Воля, — заключаетъ Вундтъ, — нравственна въ своемъ обнаруженіи по стольку, по скольку ея дѣйствія сообразны общей волѣ, въ своемъ настроеніи (Gesinnung) — по стольку, по скольку опредѣляющіе ее мотивы согласуются съ цѣлями общей воли. Но общая воля выражается въ разныхъ формахъ и мѣняется на разныхъ ступеняхъ развитія. Она имѣетъ поэтому не абсолютное, а относительное значеніе. Если цѣли, которыя преслѣдуетъ личность, шире цѣлей, поставленныхъ даннымъ обществомъ, государствомъ или народомъ, то индивидуумъ вступаетъ съ общею волей даннаго племени въ такое столкновеніе, въ которомъ нравственная правда на его сторонѣ. Иной разъ вступаютъ въ борьбу два или нѣсколько народовъ, или двѣ или нѣсколько общественныхъ группъ. Всѣ подобныя столкновенія возбуждаютъ въ отдѣльномъ человѣкѣ я столкновенія обязанностей. Изъ такого состоянія можетъ вывести лишь точная оцѣнка относительнаго достоинства тѣхъ идей и интересовъ, изъ-за которыхъ идетъ споръ.

Главнѣйшій источникъ безнравственнаго лежитъ, по мнѣнію Вундта, въ общественныхъ порядкахъ, плодящихъ погоню за удовольствіями, и зависть, которыя выродились изъ самочувствія и сочувствія. Соціальная проблема есть вопросъ этики. Всякій безпристрастный наблюдатель, — говоритъ германскій ученый, — не можетъ не признать, что современныя отношенія владѣнія и труда развиваютъ безнравственныя побужденія. Весь общественный строй стремится къ увеличенію двухъ классовъ, которые заключаютъ въ себѣ противуположныя, но одинаково безнравственныя условія: съ одной стороны, ростетъ классъ имущихъ и нетрудящихся, съ другой — усиливается классъ неимущихъ, лишенныхъ обезпеченнаго заработка. Вундтъ полагаетъ, что, въ цѣляхъ нравственности, одного воспитанія недостаточно, что необходимы общественныя преобразованія.
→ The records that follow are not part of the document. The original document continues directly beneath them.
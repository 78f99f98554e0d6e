//! HTTP relay
//!
//! Lets a browser-facing page report hits through this service: each request
//! is tracked on behalf of the caller and the updated tracking cookies are
//! returned as `Set-Cookie` headers.

pub mod handlers;
pub mod ip;
pub mod middleware;
pub mod routes;

pub use handlers::{RelayState, OUTCOME_HEADER};
pub use routes::create_relay_router;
Мы пропускаемъ мало интересныя и несовсѣмъ правильныя разсужденія Вундта о преступленіяхъ и наказаніяхъ и переходимъ къ его ученію о нравственныхъ нормахъ.

Норма въ тѣсномъ (первоначальномъ) смыслѣ есть предписаніе воли (Willensvorschrift); она обозначаетъ въ ряду разнообразныхъ дѣяній такое, которое должно предпочесть. Нравственныя нормы раздѣляются на основныя (соотвѣтствуютъ аксіомамъ логики и математики) и производныя. Было бы ошибкою заключать, что въ историческомъ развитіи человѣчества основныя нравственныя нормы предшествовали отдѣльнымъ и частнымъ предписаніямъ этики. Наоборотъ, только долгая культурная жизнь и упорная работа теоретической мысли раскрываютъ общій смыслъ разнообразныхъ этическихъ правилъ и повелѣній и сводятъ ихъ къ принципіальнымъ предписаніямъ или нормамъ. Въ первыя времена преобладаютъ практическія потребности: стремленіе удержать людей отъ совершенія безнравственныхъ, общественно-вредныхъ поступковъ побуждаетъ выставлять впередъ отрицательныя положенія: не убивай, не воруй и т. п. Но въ области морали стѣснительныхъ предписаній должно быть немного, иначе была бы стѣснена нравственная свобода. Главнѣйшія изъ запретительныхъ нормъ, повиновеніе которымъ необходимо для самаго существованія общежитія, беретъ подъ свою охрану государство (право). Всѣ правовыя предписанія въ интересахъ нравственности суть въ то же время и нравственныя предписанія. Разница между ними состоитъ въ томъ, что первыя подчеркиваютъ отрицательную сторону нормы (не убивай), а вторыя взываютъ къ положительнымъ дѣйствіямъ (уважай и охраняй чужую жизнь). И слѣдуетъ при этомъ добавить, что этическія нормы, защищаемыя правомъ, — нормы производныя, основныя же нормы подобной защитѣ не могутъ подлежать.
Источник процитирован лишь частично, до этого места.